わかってたら、そんな風に頭を撫でたりしない」
「いやなのか?」
「……ヤじゃないよ……嬉しい。
でも、女の子みんなに、こういうことをするのはダメ」
言って、エリーは少しだけ顔を伏せ、俺のシャツの胸元を両手でギュッと握った。
「どうして?」
「だって、勘違いしちゃうもん」
「何を?」
「そ、それは――」
上目遣いで、エリーはこちらを窺うように見て。
エリーが何かを言おうと口を開いた。
その時――。
ガラガラ――と、医務室の扉が開いた。
「マルスさ~ん! いらっしゃいますか~――って、エリシャさん!? 何をしているんですか!」
医務室にラフィの怒声が響いた。
「ラフィ、戦闘教練室から戻ってきたのか?」
「あ、はい。
セイルがネネア先輩に立会人が足りないから手伝えと泣き付かれまして、なぜかその流れでラフィも無理矢理手伝うことになって……って――って、そんなことはどうでもいいんです! マルスさん、エリシャさんと何をしてたんですか?」
「何って? 今から食堂に行こうって話してただけだぞ?」
その前に、少しばかりエリーを怒らせてしまったわけだが。
「じゃあその距離感はなんですか!
ラフィには、これからキスを交わす恋人同士にしか見えません!
エリシャさんなんて、完全に発情しきった雌の顔をしてましたし……」
「し、してないよ! どうしてラフィさんはいつも、そ、そういう、え、エッチな方向に話を持っていこうとするの!」
「事実じゃないですか!」
ラフィの乱入により、一気に騒がしくなる医務室に。
「ご主人様、発見」
「ご飯、行こう」
闇森人の姉妹がトコトコと歩いてきた。
「ルーシィ、ルーフィ、二人はずっと観戦席にいたのか?」
「うん、決闘の連続」
「見応えはあった」
あれからずっと決闘が続いてたんだな。
「でも、お昼の時間」
「お昼優先。

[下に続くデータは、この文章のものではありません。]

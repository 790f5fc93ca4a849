use numkernel::{Array, Axis, Kernel, KernelConfig};

#[test]
fn test_default_config() {
    let config = KernelConfig::default();
    assert_eq!(config.parallel_threshold, 16_384);
    assert_eq!(config.eigen_tolerance, 1e-10);
    assert_eq!(config.eigen_max_iterations, 100);
    assert_eq!(Kernel::default().config(), &config);
}

#[test]
fn test_partial_json_falls_back_to_defaults() {
    let config = KernelConfig::from_json_str(r#"{ "parallel_threshold": 8 }"#).unwrap();
    assert_eq!(config.parallel_threshold, 8);
    assert_eq!(config.eigen_max_iterations, 100);

    let config = KernelConfig::from_json_str("{}").unwrap();
    assert_eq!(config, KernelConfig::default());
}

#[test]
fn test_config_json_round_trip() {
    let config = KernelConfig {
        parallel_threshold: 1,
        eigen_tolerance: 1e-6,
        eigen_max_iterations: 12,
    };
    let json = serde_json::to_string(&config).unwrap();
    assert_eq!(KernelConfig::from_json_str(&json).unwrap(), config);
}

#[test]
fn test_malformed_config_is_rejected() {
    assert!(KernelConfig::from_json_str("{ \"parallel_threshold\": -1 }").is_err());
    assert!(KernelConfig::from_json_str("not json").is_err());
}

#[test]
fn test_sequential_config_gives_identical_results() {
    let m = Array::from_rows(vec![vec![3.0, 1.0], vec![2.0, 5.0], vec![4.0, 0.5]]).unwrap();
    let sequential = Kernel::new(KernelConfig::sequential());
    assert_eq!(sequential.config().parallel_threshold, usize::MAX);
    assert_eq!(
        sequential.sort(&m, Axis::Rows).unwrap(),
        Kernel::new(KernelConfig::new(0)).sort(&m, Axis::Rows).unwrap()
    );
}

#[test]
fn test_eigen_defaults_come_from_config() {
    let m = Array::from_rows(vec![vec![2.0, 1.0], vec![1.0, 2.0]]).unwrap();
    let strict = Kernel::new(KernelConfig {
        eigen_max_iterations: 0,
        ..KernelConfig::default()
    });
    assert!(strict.eigen_solve_default(&m).is_err());
    assert!(Kernel::default().eigen_solve_default(&m).is_ok());
}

だから行こ」
双子の姉妹が俺を挟み込み、それぞれ腕を取った。
「待ちなさい闇森人!
ラフィのマルスさんを勝手に連れて行かないでください」
「兎のじゃない」
「ご主人様は、私たちのご主人様」
ラフィとルーシィとルーフィが睨み合う、いつもの図。
「ま、マルスは、ラフィさんのものでも、ルーシィとルーフィのものでもないでしょ!」
かと思いきや、珍しくそこにエリー参戦してきた。
それに驚いたのか、ラフィと双子は一斉にエリーを凝視して。
「ぁ……わ、私……」
しかし、一番戸惑っているのはエリーのようで。
「やはり何かあったのですね!」
「そうなの?」
「何があったの?」
詰問するように鋭い六つの視線が向けられて。
「な、何もないってば!」
ある意味、闘技場で繰り広げられた熱戦よりも、激しい熱戦が繰り広げられ。
俺たちが昼食を終えたのは、昼休み終了ギリギリになってしまったのだった。